//! Watch event fan-out.
//!
//! An `EventHandler` is attached to the watch of one resource type. For every
//! add, update or delete it looks up the groups that reference the changed
//! object and enqueues one `GroupEvent` per group, in owner order.
//!
//! Handlers hold no state besides the mapping, the queue sender and the
//! optional expected type, so many handlers can share one queue.

pub mod object;

pub use object::{WatchedObject, identity_of};

use crds::ResourceIdentity;
use kube::core::GroupVersionKind;
use resource_map::{OwnerRef, ResourceMapping};
use std::fmt;
use std::sync::Arc;
use std::time::Duration;
use thiserror::Error;
use tokio::sync::mpsc;
use tracing::{debug, warn};

/// Request to reconcile one ResourceGroup.
#[derive(Debug, Clone, PartialEq, Eq)]
pub struct GroupEvent {
    /// The group to reconcile
    pub owner: OwnerRef,
    /// Resource whose change produced this event, if any
    pub trigger: Option<ResourceIdentity>,
}

impl GroupEvent {
    /// Event for a group whose own spec changed
    #[must_use]
    pub fn for_group(owner: OwnerRef) -> Self {
        Self { owner, trigger: None }
    }

    /// Event for a group caused by a change of `trigger`
    #[must_use]
    pub fn triggered_by(owner: OwnerRef, trigger: ResourceIdentity) -> Self {
        Self {
            owner,
            trigger: Some(trigger),
        }
    }
}

#[derive(Debug, Error)]
enum EnqueueError {
    #[error("event queue is closed")]
    Closed,

    #[error("event queue did not accept the event within {0:?}")]
    TimedOut(Duration),
}

/// Turns watch callbacks into per-group reconcile events.
#[derive(Clone)]
pub struct EventHandler {
    mapping: Arc<dyn ResourceMapping>,
    queue: mpsc::Sender<GroupEvent>,
    gvk: Option<GroupVersionKind>,
    enqueue_timeout: Option<Duration>,
}

impl fmt::Debug for EventHandler {
    fn fmt(&self, f: &mut fmt::Formatter<'_>) -> fmt::Result {
        f.debug_struct("EventHandler")
            .field("gvk", &self.gvk)
            .field("enqueue_timeout", &self.enqueue_timeout)
            .field("queue_closed", &self.queue.is_closed())
            .finish_non_exhaustive()
    }
}

impl EventHandler {
    /// Creates a handler routing through `mapping` into `queue`.
    pub fn new(mapping: Arc<dyn ResourceMapping>, queue: mpsc::Sender<GroupEvent>) -> Self {
        Self {
            mapping,
            queue,
            gvk: None,
            enqueue_timeout: None,
        }
    }

    /// Sets the type this handler's watch delivers.
    ///
    /// Objects of another type are still routed by their own identity; the
    /// mismatch is only logged. Objects without type fields take theirs from
    /// `gvk`.
    #[must_use]
    pub fn with_gvk(mut self, gvk: GroupVersionKind) -> Self {
        self.gvk = Some(gvk);
        self
    }

    /// Bounds how long a single enqueue may block. `None` waits until the
    /// consumer accepts the event or the queue closes.
    #[must_use]
    pub fn with_enqueue_timeout(mut self, timeout: Option<Duration>) -> Self {
        self.enqueue_timeout = timeout;
        self
    }

    /// Object created. Returns the number of events enqueued.
    pub async fn on_add<O>(&self, obj: &O) -> usize
    where
        O: WatchedObject + ?Sized,
    {
        self.dispatch("add", obj).await
    }

    /// Object changed. Routed by the new object.
    pub async fn on_update<O>(&self, _old: &O, new: &O) -> usize
    where
        O: WatchedObject + ?Sized,
    {
        self.dispatch("update", new).await
    }

    /// Object deleted.
    pub async fn on_delete<O>(&self, obj: &O) -> usize
    where
        O: WatchedObject + ?Sized,
    {
        self.dispatch("delete", obj).await
    }

    /// A referenced object the watch found absent when its list completed.
    /// Routed by `identity`.
    pub async fn on_missing(&self, identity: &ResourceIdentity) -> usize {
        self.route("missing", identity).await
    }

    async fn dispatch<O>(&self, action: &'static str, obj: &O) -> usize
    where
        O: WatchedObject + ?Sized,
    {
        let identity = match identity_of(obj, self.gvk.as_ref()) {
            Ok(identity) => identity,
            Err(e) => {
                warn!(
                    action,
                    error = %e,
                    expected = ?self.gvk,
                    name = ?obj.name(),
                    namespace = ?obj.namespace(),
                    "Dropping malformed watch event"
                );
                return 0;
            }
        };
        self.check_type(&identity);
        self.route(action, &identity).await
    }

    async fn route(&self, action: &'static str, identity: &ResourceIdentity) -> usize {
        let owners = self.mapping.get(identity);
        if owners.is_empty() {
            debug!(action, resource = %identity, "No group references resource");
            return 0;
        }

        let mut sent = 0;
        for owner in owners {
            let event = GroupEvent::triggered_by(owner, identity.clone());
            let group = event.owner.clone();
            match self.enqueue(event).await {
                Ok(()) => {
                    debug!(action, resource = %identity, %group, "Enqueued group event");
                    sent += 1;
                }
                Err(EnqueueError::Closed) => {
                    debug!(action, resource = %identity, "Event queue closed; stopping fan-out");
                    break;
                }
                Err(e @ EnqueueError::TimedOut(_)) => {
                    warn!(action, resource = %identity, %group, error = %e, "Dropped group event");
                }
            }
        }
        sent
    }

    fn check_type(&self, identity: &ResourceIdentity) {
        let Some(gvk) = &self.gvk else {
            return;
        };
        if identity.group != gvk.group || identity.kind != gvk.kind {
            warn!(
                resource = %identity,
                expected_group = %gvk.group,
                expected_kind = %gvk.kind,
                "Watched object does not match the handler's type; routing by object identity"
            );
        }
    }

    async fn enqueue(&self, event: GroupEvent) -> Result<(), EnqueueError> {
        let send = self.queue.send(event);
        match self.enqueue_timeout {
            None => send.await.map_err(|_closed| EnqueueError::Closed),
            Some(limit) => match tokio::time::timeout(limit, send).await {
                Ok(sent) => sent.map_err(|_closed| EnqueueError::Closed),
                Err(_elapsed) => Err(EnqueueError::TimedOut(limit)),
            },
        }
    }
}
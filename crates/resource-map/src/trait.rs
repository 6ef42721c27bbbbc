//! ResourceMapping trait for substituting the resource map
//!
//! The event handler only needs to read owners and the status reconciler only
//! needs to write cached statuses. Tests implement this trait with fixed
//! answers instead of building a full `ResourceMap`.

use crate::owner::OwnerRef;
use crate::status::CachedStatus;
use crds::{GroupKind, ResourceIdentity};
use std::collections::HashSet;

/// Read and status-update operations over a resource-to-owner index.
///
/// Implementations must be safe to call from many watch tasks at once.
pub trait ResourceMapping: Send + Sync {
    /// Current owners of `identity`, in registration order. Empty if none.
    fn get(&self, identity: &ResourceIdentity) -> Vec<OwnerRef>;

    /// Identities currently registered under `gk`
    fn resources_of_kind(&self, gk: &GroupKind) -> HashSet<ResourceIdentity>;

    /// Store the status of `identity`
    fn set_status(&self, identity: &ResourceIdentity, status: CachedStatus);
}
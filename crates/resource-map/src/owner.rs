//! Owner references
//!
//! An `OwnerRef` names the ResourceGroup that references a resource. The group
//! and the resources it lists may live in different namespaces.

use serde::{Deserialize, Serialize};
use std::fmt;

/// Namespace and name of a ResourceGroup.
#[derive(Debug, Clone, Default, Serialize, Deserialize, PartialEq, Eq, Hash, PartialOrd, Ord)]
pub struct OwnerRef {
    /// Namespace of the group
    pub namespace: String,
    /// Name of the group
    pub name: String,
}

impl OwnerRef {
    /// Create a new owner reference
    pub fn new(namespace: impl Into<String>, name: impl Into<String>) -> Self {
        Self {
            namespace: namespace.into(),
            name: name.into(),
        }
    }
}

impl fmt::Display for OwnerRef {
    fn fmt(&self, f: &mut fmt::Formatter<'_>) -> fmt::Result {
        write!(f, "{}/{}", self.namespace, self.name)
    }
}
//! Controller-specific error types.
//!
//! Per-object problems on the watch path are logged, not returned; these
//! errors cover startup, discovery and the Kubernetes API calls of the
//! reconcilers.

use thiserror::Error;
use kube::Error as KubeError;

/// Errors that can occur in the ResourceGroup Controller.
#[derive(Debug, Error)]
pub enum ControllerError {
    /// Kubernetes API error
    #[error("Kubernetes error: {0}")]
    Kube(#[from] KubeError),

    /// A referenced group/kind is not served by the API server
    #[error("Discovery failed: {0}")]
    Discovery(String),

    /// Invalid configuration
    #[error("Invalid configuration: {0}")]
    InvalidConfig(String),

    /// Resource watch failed
    #[error("Resource watch failed: {0}")]
    Watch(String),

    /// Reconciliation failed
    #[error("Reconciliation failed: {0}")]
    Reconciliation(String),
}
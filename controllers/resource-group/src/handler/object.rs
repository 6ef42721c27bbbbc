//! Identity fields of watched objects.
//!
//! Watch callbacks deliver loosely-typed objects. The handler only needs four
//! fields from them, so it accepts anything implementing `WatchedObject`.
//! Adapters exist for `DynamicObject` (dynamic watches) and for unstructured
//! JSON (`serde_json::Value`).

use crds::{ResourceIdentity, group_of_api_version};
use kube::core::{DynamicObject, GroupVersionKind};
use serde_json::Value;
use thiserror::Error;

/// An object carrying the fields that identify it.
///
/// Empty strings are reported as `None`.
pub trait WatchedObject {
    /// `apiVersion`, e.g. "apps/v1"
    fn api_version(&self) -> Option<&str>;
    /// `kind`, e.g. "Deployment"
    fn kind(&self) -> Option<&str>;
    /// `metadata.name`
    fn name(&self) -> Option<&str>;
    /// `metadata.namespace`, absent for cluster-scoped objects
    fn namespace(&self) -> Option<&str>;
}

fn non_empty(value: Option<&str>) -> Option<&str> {
    value.filter(|v| !v.is_empty())
}

impl WatchedObject for DynamicObject {
    fn api_version(&self) -> Option<&str> {
        non_empty(self.types.as_ref().map(|t| t.api_version.as_str()))
    }

    fn kind(&self) -> Option<&str> {
        non_empty(self.types.as_ref().map(|t| t.kind.as_str()))
    }

    fn name(&self) -> Option<&str> {
        non_empty(self.metadata.name.as_deref())
    }

    fn namespace(&self) -> Option<&str> {
        non_empty(self.metadata.namespace.as_deref())
    }
}

impl WatchedObject for Value {
    fn api_version(&self) -> Option<&str> {
        non_empty(self.get("apiVersion").and_then(Value::as_str))
    }

    fn kind(&self) -> Option<&str> {
        non_empty(self.get("kind").and_then(Value::as_str))
    }

    fn name(&self) -> Option<&str> {
        non_empty(self.pointer("/metadata/name").and_then(Value::as_str))
    }

    fn namespace(&self) -> Option<&str> {
        non_empty(self.pointer("/metadata/namespace").and_then(Value::as_str))
    }
}

/// Why an object could not be mapped to a `ResourceIdentity`.
#[derive(Debug, Error, Clone, PartialEq, Eq)]
pub enum IdentityError {
    /// No `metadata.name`
    #[error("object has no metadata.name")]
    MissingName,

    /// No `kind` on the object and no expected type to fall back on
    #[error("object has no kind and the handler has no expected type")]
    MissingKind,
}

/// Derives the identity of `obj`.
///
/// Type fields missing from the object are taken from `expected`; list
/// responses commonly omit them. A missing namespace means cluster scope.
pub fn identity_of<O>(
    obj: &O,
    expected: Option<&GroupVersionKind>,
) -> Result<ResourceIdentity, IdentityError>
where
    O: WatchedObject + ?Sized,
{
    let name = obj.name().ok_or(IdentityError::MissingName)?;

    let kind = obj
        .kind()
        .or_else(|| non_empty(expected.map(|gvk| gvk.kind.as_str())))
        .ok_or(IdentityError::MissingKind)?;

    // The expected group only applies to an object of the expected kind
    let group = match (obj.api_version(), expected) {
        (Some(api_version), _) => group_of_api_version(api_version),
        (None, Some(gvk)) if gvk.kind == kind => gvk.group.as_str(),
        (None, _) => "",
    };

    Ok(ResourceIdentity::new(
        group,
        kind,
        obj.namespace().unwrap_or_default(),
        name,
    ))
}
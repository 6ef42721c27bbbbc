//! Resource identity types
//!
//! A `ResourceIdentity` names one Kubernetes object by API group, kind, namespace
//! and name. It is both the element type of `ResourceGroupSpec.resources` and the
//! key of the in-memory resource map, so equality and hashing are structural.
//!
//! Identities carry no API version.

use schemars::JsonSchema;
use serde::{Deserialize, Serialize};
use std::fmt;

/// Identity of a single watched resource.
///
/// - `group`: API group, empty for the core group (e.g. `ConfigMap`)
/// - `kind`: Kind of the resource (e.g. "Deployment")
/// - `namespace`: empty for cluster-scoped resources
/// - `name`: object name (required)
#[derive(
    Debug, Clone, Default, Serialize, Deserialize, JsonSchema, PartialEq, Eq, Hash, PartialOrd, Ord,
)]
#[serde(rename_all = "camelCase")]
pub struct ResourceIdentity {
    /// API group of the resource (empty for the core group)
    #[serde(default)]
    pub group: String,

    /// Kind of the resource
    pub kind: String,

    /// Namespace of the resource (empty for cluster-scoped resources)
    #[serde(default)]
    pub namespace: String,

    /// Name of the resource
    pub name: String,
}

impl ResourceIdentity {
    /// Create a new identity from its four parts
    pub fn new(
        group: impl Into<String>,
        kind: impl Into<String>,
        namespace: impl Into<String>,
        name: impl Into<String>,
    ) -> Self {
        Self {
            group: group.into(),
            kind: kind.into(),
            namespace: namespace.into(),
            name: name.into(),
        }
    }

    /// The type half of this identity
    #[must_use]
    pub fn group_kind(&self) -> GroupKind {
        GroupKind::new(self.group.clone(), self.kind.clone())
    }

    /// Whether this identity is of the given type
    #[must_use]
    pub fn is_kind(&self, gk: &GroupKind) -> bool {
        self.group == gk.group && self.kind == gk.kind
    }
}

impl fmt::Display for ResourceIdentity {
    fn fmt(&self, f: &mut fmt::Formatter<'_>) -> fmt::Result {
        if self.namespace.is_empty() {
            write!(f, "{}/{}", self.group_kind(), self.name)
        } else {
            write!(f, "{}/{}/{}", self.group_kind(), self.namespace, self.name)
        }
    }
}

/// A resource type independent of any instance.
#[derive(
    Debug, Clone, Default, Serialize, Deserialize, JsonSchema, PartialEq, Eq, Hash, PartialOrd, Ord,
)]
#[serde(rename_all = "camelCase")]
pub struct GroupKind {
    /// API group (empty for the core group)
    #[serde(default)]
    pub group: String,

    /// Kind
    pub kind: String,
}

impl GroupKind {
    /// Create a new group/kind pair
    pub fn new(group: impl Into<String>, kind: impl Into<String>) -> Self {
        Self {
            group: group.into(),
            kind: kind.into(),
        }
    }
}

impl fmt::Display for GroupKind {
    fn fmt(&self, f: &mut fmt::Formatter<'_>) -> fmt::Result {
        if self.group.is_empty() {
            write!(f, "{}", self.kind)
        } else {
            write!(f, "{}.{}", self.kind, self.group)
        }
    }
}

/// Extract the API group from an `apiVersion` string.
///
/// `"apps/v1"` yields `"apps"`, `"v1"` yields the core group `""`.
#[must_use]
pub fn group_of_api_version(api_version: &str) -> &str {
    match api_version.split_once('/') {
        Some((group, _version)) => group,
        None => "",
    }
}
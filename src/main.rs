use anyhow::{Context, Result};
use ess_regulator::{config, controller, hardware, telemetry};
use config::Config;
use controller::{local_now, SystemController};
use hardware::SimulatedTransport;
use telemetry::init_tracing;
use tracing::{info, warn};

#[tokio::main]
async fn main() -> Result<()> {
    dotenvy::dotenv().ok();

    let cfg = Config::load().context("loading configuration")?;
    let _log_guard = init_tracing(&cfg.logging);

    if !cfg.controller.pv_controllable {
        warn!("PV control disabled by configuration");
    }

    info!(
        loop_check_time_s = cfg.controller.loop_check_time_s,
        pv_lines = cfg.pv_lines.len(),
        "starting ESS regulator"
    );

    let transport = SimulatedTransport::from_config(&cfg);
    let mut controller = SystemController::new(&cfg, transport, local_now());
    controller.run_until(telemetry::shutdown_signal()).await;

    info!("shutdown complete");
    Ok(())
}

▶ Assignment: Only the lines above from the line with "filename crates/resource-map/src/owner.rs" to the line with "filename controllers/resource-group/src/handler/object.rs", those two lines included, should be reproduced exactly.

▶ Result of the task:
filename crates/resource-map/src/owner.rs
//! Owner references
//!
//! An `OwnerRef` names the ResourceGroup that references a resource. The group
//! and the resources it lists may live in different namespaces.

use serde::{Deserialize, Serialize};
use std::fmt;

/// Namespace and name of a ResourceGroup.
#[derive(Debug, Clone, Default, Serialize, Deserialize, PartialEq, Eq, Hash, PartialOrd, Ord)]
pub struct OwnerRef {
    /// Namespace of the group
    pub namespace: String,
    /// Name of the group
    pub name: String,
}

impl OwnerRef {
    /// Create a new owner reference
    pub fn new(namespace: impl Into<String>, name: impl Into<String>) -> Self {
        Self {
            namespace: namespace.into(),
            name: name.into(),
        }
    }
}

impl fmt::Display for OwnerRef {
    fn fmt(&self, f: &mut fmt::Formatter<'_>) -> fmt::Result {
        write!(f, "{}/{}", self.namespace, self.name)
    }
}
//! Controller-specific error types.
//!
//! Per-object problems on the watch path are logged, not returned; these
//! errors cover startup, discovery and the Kubernetes API calls of the
//! reconcilers.

use thiserror::Error;
use kube::Error as KubeError;

/// Errors that can occur in the ResourceGroup Controller.
#[derive(Debug, Error)]
pub enum ControllerError {
    /// Kubernetes API error
    #[error("Kubernetes error: {0}")]
    Kube(#[from] KubeError),

    /// A referenced group/kind is not served by the API server
    #[error("Discovery failed: {0}")]
    Discovery(String),

    /// Invalid configuration
    #[error("Invalid configuration: {0}")]
    InvalidConfig(String),

    /// Resource watch failed
    #[error("Resource watch failed: {0}")]
    Watch(String),

    /// Reconciliation failed
    #[error("Reconciliation failed: {0}")]
    Reconciliation(String),
}
filename controllers/resource-group/src/handler/object.rs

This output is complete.